Retour d'expérience : " Nous avons créé notre concept de restaurant en pensant dès le départ à le franchiser "

Toulon (83) Yohann Coyet et Guillaume Terret ont créé leur propre franchise de restauration, Le Bistrok. Concept, démarches administratives, commercialisation, un certain nombre d'étapes sont nécessaires pour s'assurer d'une licence attractive et vendable.

Publié le 16 septembre 2020 à 16:05

Forts de leurs expériences complémentaires, Yohann Coyet et Guillaume Terret ont créé leur propre franchise de restauration, Le Bistrok. Le premier a déjà créé plusieurs restaurants bien connus des varois, tandis que le second a lui effectué une partie de sa carrière en tant que directeur régional dans des enseignes franchisées, accumulant ainsi une expérience formatrice dans le domaine.

En 2018, ils s’associent et ouvrent ensemble le Bistrok à Toulon (Var). Avec un concept fort, le restaurant rencontre très vite le succès : leur slogan - “ ici, tout est à vendre… Sauf le personnel ! Koi que… ” - résume le concept. Une décoration tendance où l’intégralité du mobilier est à vendre et ce, afin de pourvoir renouveler régulièrement l’ambiance, une expérience client bien pensée, des noms de plats marqueurs, une cave à vins du monde où les clients vont choisir eux-mêmes leur bouteille, des prix étudiés et un service à la fois convivial et professionnel. “L’engouement rencontré auprès des toulonnais dès le début nous a confortés sur la pertinence de notre concept”, commente Guillaume Terret. Dès la première année, le restaurant réalise 300 000 € de chiffres d’affaires avec un ticket moyen à 33 €.

 

Développement en licence de marque

Avec comme objectif dès le départ de décliner leur restaurant en licence de marque, les deux associés entament alors le développement de leur marque. “On a d’abord validé le triptyque concept, plat, service qui se devait d’être différenciant. Il fallait que notre concept soit démultipliable mais surtout vendable. On a fait le choix de créer une licence, d’une part, parce que, pour être franchiseur, il faut avoir deux restaurants en propre, ce qui n’était pas encore notre cas, d’autre part, parce que la licence permet plus de flexibilité : notre licencié peut proposer une partie de ses plats, ce qui lui permet aussi de s’adapter à sa clientèle”.

S’ensuivent une série d’étapes incontournables (voir encadré), certaines juridiques et administratives, d’autres commerciales. Mais l’outil indispensable qui leur a demandé du temps, c’est la création de leur “book concept”, qui définit les bases du concept et pose les obligations pour le futur licencié.
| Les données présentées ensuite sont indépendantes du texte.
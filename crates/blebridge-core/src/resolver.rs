//! Service and characteristic resolution
//!
//! The lookup itself is asynchronous and runs in the runtime; this module holds
//! the request and what a result means for the machine.

use crate::errors::{AdapterError, BridgeError};
use crate::handles::{CharacteristicHandle, ConnectionHandle};
use crate::messages::Effect;
use crate::protocol::{
    CLIENT_CHARACTERISTIC_CONFIG_UUID, VALUE_CHARACTERISTIC_UUID, VALUE_SERVICE_UUID,
};

/// Outcome of looking up the value characteristic on a fresh link
#[derive(Debug, Clone, PartialEq, Eq)]
pub enum Resolution {
    Found(CharacteristicHandle),
    ServiceMissing,
    CharacteristicMissing,
    Failed(AdapterError),
}

/// Request resolution of the fixed service and characteristic
pub fn request(connection: ConnectionHandle) -> Effect {
    Effect::ResolveService {
        connection,
        service: VALUE_SERVICE_UUID,
        characteristic: VALUE_CHARACTERISTIC_UUID,
    }
}

/// Interpret a resolution
///
/// On success the characteristic is subscribed and read once, so the first
/// value shows up without user action.
pub fn complete(resolution: Resolution) -> Result<(CharacteristicHandle, Vec<Effect>), BridgeError> {
    match resolution {
        Resolution::Found(characteristic) => {
            let effects = vec![
                Effect::EnableNotifications {
                    characteristic: characteristic.clone(),
                    descriptor: CLIENT_CHARACTERISTIC_CONFIG_UUID,
                },
                Effect::ReadCharacteristic {
                    characteristic: characteristic.clone(),
                },
            ];
            Ok((characteristic, effects))
        }
        Resolution::ServiceMissing | Resolution::CharacteristicMissing => {
            Err(BridgeError::DiscoveryNotFound)
        }
        Resolution::Failed(err) => Err(BridgeError::DiscoveryFailed {
            reason: err.to_string(),
        }),
    }
}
Un document très complet qui décline les codes de la marque : obligation d’agencement, définition des codes du service et de l’accueil, plats de la carte, etc.

 

Une licence gagnant-gagnant

Pour commercialiser leur licence, les deux associés ont voulu être raisonnables. “Il nous fallait trouver un compromis entre gagner notre vie et une licence qui soit viable pour notre loueur, sinon ça ne pouvait pas marcher. Aux droits d’entrée de 9 000 €, s’ajoutent l’obligation d’aménagement - qui coûte autour de 20 000 € pour un restaurant de 70 m² -, et les royalties de 5 % du CA HT mensuel. D’autres services comme la communication sont en option, tandis que l’accompagnement, l’aide au montage du dossier financier, au business plan et les conseils en ressources humaines, gestion et commerce font bien sûr partie du pack de licence.
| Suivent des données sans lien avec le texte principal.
#[async_trait]
impl BleAdapter for MockAdapter {
    async fn scan_capability_granted(&self) -> bool {
        self.granted
    }

    async fn events(&self) -> Result<AdapterEventStream, AdapterError> {
        let receiver = self
            .receiver
            .lock()
            .unwrap()
            .take()
            .ok_or(AdapterError::Unavailable)?;
        Ok(Box::pin(receiver))
    }

    async fn start_scan(&self, service: Uuid) -> Result<(), AdapterError> {
        self.record(Call::StartScan(service));
        if self.advertise {
            self.push(AdapterEvent::Discovered(create_test_peripheral()));
        }
        Ok(())
    }

    async fn stop_scan(&self) -> Result<(), AdapterError> {
        self.record(Call::StopScan);
        Ok(())
    }

    async fn connect(&self, peripheral: &PeripheralHandle) -> Result<ConnectionHandle, AdapterError> {
        self.record(Call::Connect(peripheral.id().to_string()));
        if !self.connect_delay.is_zero() {
            tokio::time::sleep(self.connect_delay).await;
        }
        Ok(ConnectionHandle::new(1))
    }

    async fn close_connection(&self, connection: ConnectionHandle) -> Result<(), AdapterError> {
        self.record(Call::Close(connection));
        Ok(())
    }

    async fn discover_service(
        &self,
        connection: ConnectionHandle,
        service: Uuid,
    ) -> Result<Option<ServiceHandle>, AdapterError> {
        self.record(Call::DiscoverService(service));
        Ok(Some(ServiceHandle {
            connection,
            uuid: service,
        }))
    }

    async fn discover_characteristic(
        &self,
        service: &ServiceHandle,
        characteristic: Uuid,
    ) -> Result<Option<CharacteristicHandle>, AdapterError> {
        self.record(Call::DiscoverCharacteristic(characteristic));
        if !self.has_characteristic {
            return Ok(None);
        }
        Ok(Some(CharacteristicHandle::new(service, characteristic)))
    }

    async fn enable_notifications(
        &self,
        _characteristic: &CharacteristicHandle,
        descriptor: Uuid,
    ) -> Result<(), AdapterError> {
        self.record(Call::EnableNotifications(descriptor));
        Ok(())
    }

    async fn read_characteristic(
        &self,
        _characteristic: &CharacteristicHandle,
    ) -> Result<Vec<u8>, AdapterError> {
        self.record(Call::Read);
        Ok(self.value.lock().unwrap().clone())
    }

    async fn write_characteristic(
        &self,
        _characteristic: &CharacteristicHandle,
        payload: &[u8],
    ) -> Result<(), AdapterError> {
        self.record(Call::Write(payload.to_vec()));
        *self.value.lock().unwrap() = payload.to_vec();
        Ok(())
    }
}

// ----------------------------------------------------------------------------
// Test Utilities
// ----------------------------------------------------------------------------

fn create_test_peripheral() -> PeripheralHandle {
    PeripheralHandle::new("24:6F:28:AA:BB:CC", Some("BLE-Memory-Bridge".to_string()))
}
En décembre 2019, le premier licencié de la marque Bistrok ouvrait à Montpellier (Hérault). “Le confinement a été assez bénéfique, nous avons eu plus de 20 000 visites sur notre fiche en ligne et avons, aujourd’hui, une cinquantaine de prospects intéressés. J’ai l’impression que les gens ont pris le temps de penser à leurs projets pendant cette période”, constate Guillaume Terret. Si l’ouverture de leur second restaurant en propre a pris un peu de retard, il ouvrira bien à La Garde, toujours dans le Var, dans les prochains jours. L’objectif est d’ouvrir cinq ou six restaurants par an. Et à terme de conjuguer licence de marque et franchise.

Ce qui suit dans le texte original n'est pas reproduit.